The U.S. government keeps borrowing money at alarming rates. This has been going on for a long time, but the growth in the debt over the past 12 months is beyond anything we have seen, with the pandemic as the only exception.
As a political economist, it is part of my job to analyze government finances. It may be hard to believe, but it can be a scary experience. The latest numbers on the federal government debt, provided by the United States Treasury, belong in that category.
October 1st last year marked the start of the 2023 fiscal year. On that day, the federal government had a debt of $30,929 billion. That also reads as $30.9 trillion, or $92,657 for every man, woman, and child in America.
As the 2023 fiscal year draws to a close (its last day is September 30th), we revisit the debt pile. On September 15th, with two weeks left of the fiscal year, the government owed $33,045 billion, or $33 trillion, or $98,534 per capita.
If we set up a payoff plan for this debt, every American who is employed today would on average have to pay $6,884 in a debt-payoff tax to the federal government. That comes on top of all other taxes—every year, for 30 years.
That amount does not even include the interest payments.
But wait: there is more. As the numbers above show, the federal government increased its debt by $2.1 trillion in one year. This 6.8% increase in the debt is beaten only by the increase in the debt during the 2020 pandemic.

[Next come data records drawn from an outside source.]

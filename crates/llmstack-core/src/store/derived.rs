// ── Derived views ──
//
// Read-only projections over one or more cache nodes. A view holds no
// value of its own: every read recomputes from the inputs' current
// snapshots and never triggers a fetch.

use std::sync::Arc;

use futures_util::future::select_all;
use tokio::sync::watch;

use super::node::CacheNode;

/// A recomputed-on-read view over cache nodes.
pub struct Derived<T> {
    name: &'static str,
    compute: Arc<dyn Fn() -> T + Send + Sync>,
    inputs: Vec<watch::Receiver<u64>>,
}

impl<T> Derived<T> {
    pub fn new(name: &'static str, compute: impl Fn() -> T + Send + Sync + 'static) -> Self {
        Self {
            name,
            compute: Arc::new(compute),
            inputs: Vec::new(),
        }
    }

    /// Recompute whenever `node` changes.
    pub fn watching<U: Send + Sync + 'static>(mut self, node: &CacheNode<U>) -> Self {
        let mut rx = node.changes();
        rx.mark_unchanged();
        self.inputs.push(rx);
        self
    }

    pub fn name(&self) -> &'static str {
        self.name
    }

    /// The view computed from the inputs as they are now.
    pub fn get(&self) -> T {
        (self.compute)()
    }

    /// Wait until any input changes, then return the recomputed view.
    ///
    /// Returns `None` if the view has no inputs or an input was dropped.
    pub async fn changed(&mut self) -> Option<T> {
        if self.inputs.is_empty() {
            return None;
        }
        let (result, _, _) =
            select_all(self.inputs.iter_mut().map(|rx| Box::pin(rx.changed()))).await;
        result.ok()?;

        // Several inputs may have moved at once; one recompute covers them all.
        for rx in &mut self.inputs {
            rx.mark_unchanged();
        }
        Some(self.get())
    }
}
//! Shared helpers for command handlers.

use std::path::Path;
use std::sync::Arc;

use chrono::{DateTime, Utc};
use llmstack_core::{CacheError, CacheNode, FamilyKey};
use uuid::Uuid;

use crate::error::CliError;

/// Load a node, turning a recorded fetch failure into an error.
///
/// Cache reads never fail on their own (they fall back to the node's
/// default), but a CLI listing an empty result after a 401 would mislead.
pub async fn load<T>(node: &CacheNode<T>) -> Result<Arc<T>, CliError>
where
    T: Send + Sync + 'static,
{
    let value = node.ensure_loaded().await;
    match node.error() {
        Some(err) => Err(cache_error(&err)),
        None => Ok(value),
    }
}

/// Map a node's recorded failure to a CLI error.
pub fn cache_error(err: &CacheError) -> CliError {
    match err.status {
        Some(401) => CliError::AuthFailed {
            message: err.message.clone(),
        },
        Some(403) => CliError::Forbidden {
            message: err.message.clone(),
        },
        status => CliError::ApiError {
            status,
            message: err.message.clone(),
        },
    }
}

/// Parse a UUID argument.
pub fn parse_uuid(raw: &str, field: &str) -> Result<Uuid, CliError> {
    raw.parse().map_err(|_| CliError::Validation {
        field: field.into(),
        reason: format!("'{raw}' is not a UUID"),
    })
}

/// Reject an empty slug or share code before it reaches a cache family.
pub fn require_key(raw: &str, field: &str) -> Result<String, CliError> {
    let key = raw.trim().to_owned();
    if key.is_blank() {
        return Err(CliError::Validation {
            field: field.into(),
            reason: "cannot be empty".into(),
        });
    }
    Ok(key)
}

/// Prompt for confirmation, auto-approving if `--yes` was passed.
pub fn confirm(message: &str, yes_flag: bool) -> Result<bool, CliError> {
    if yes_flag {
        return Ok(true);
    }
    if !std::io::IsTerminal::is_terminal(&std::io::stdin()) {
        return Err(CliError::NonInteractiveRequiresYes {
            action: message.into(),
        });
    }
    let confirmed = dialoguer::Confirm::new()
        .with_prompt(message)
        .default(false)
        .interact()
        .map_err(|e| CliError::Io(std::io::Error::other(e)))?;
    Ok(confirmed)
}

/// Read and parse a JSON file for `--from-file` flags.
pub fn read_json_file(path: &Path) -> Result<serde_json::Value, CliError> {
    let contents = std::fs::read_to_string(path)?;
    serde_json::from_str(&contents).map_err(|e| CliError::Validation {
        field: "from-file".into(),
        reason: format!("invalid JSON: {e}"),
    })
}

/// Short local timestamp for table cells.
pub fn format_time(ts: Option<&DateTime<Utc>>) -> String {
    ts.map(|t| t.format("%Y-%m-%d %H:%M").to_string())
        .unwrap_or_default()
}

/// Print a one-line status message to stderr unless quiet.
pub fn notice(message: &str, quiet: bool) {
    if !quiet {
        eprintln!("{message}");
    }
}
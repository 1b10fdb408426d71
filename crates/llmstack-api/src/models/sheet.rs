use chrono::{DateTime, Utc};
use serde::{Deserialize, Serialize};
use uuid::Uuid;

/// A spreadsheet (`/api/sheets`).
#[derive(Debug, Clone, PartialEq, Deserialize, Serialize)]
pub struct Sheet {
    pub uuid: Uuid,
    #[serde(default)]
    pub name: String,
    #[serde(default)]
    pub description: String,
    #[serde(default)]
    pub total_rows: u64,
    #[serde(default)]
    pub total_columns: u64,
    #[serde(default)]
    pub created_at: Option<DateTime<Utc>>,
    #[serde(default)]
    pub updated_at: Option<DateTime<Utc>>,
}

/// A sheet starter template (`/api/sheets/templates`).
#[derive(Debug, Clone, Default, PartialEq, Eq, Deserialize, Serialize)]
pub struct SheetTemplate {
    #[serde(default)]
    pub slug: String,
    #[serde(default)]
    pub name: String,
    #[serde(default)]
    pub description: String,
}

/// Body of `POST /api/sheets`.
#[derive(Debug, Clone, Default, Serialize)]
pub struct CreateSheetRequest {
    pub name: String,
    #[serde(skip_serializing_if = "String::is_empty")]
    pub description: String,
    #[serde(skip_serializing_if = "Option::is_none")]
    pub template_slug: Option<String>,
}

To put this in even more perspective, in its latest forecast for government spending, the Office of Management and Budget, OMB—the White House’s own fiscal resource—predicts that the federal government will spend close to $6.4 trillion this year. This means that when the 2023 fiscal year ends, Congress will have borrowed approximately one-third of all the money it spends.
One-third.
The $2.1 trillion in new debt is a screaming warning about the recklessness with which U.S. government finances are being mismanaged. Perhaps the worst part of this is that there is practically no debate in Congress about this; the most conservative wing of the Republican House caucus is working hard to convince the rest of their party to push for greater fiscal responsibility, but to date, the resistance to such measures has been insurmountable.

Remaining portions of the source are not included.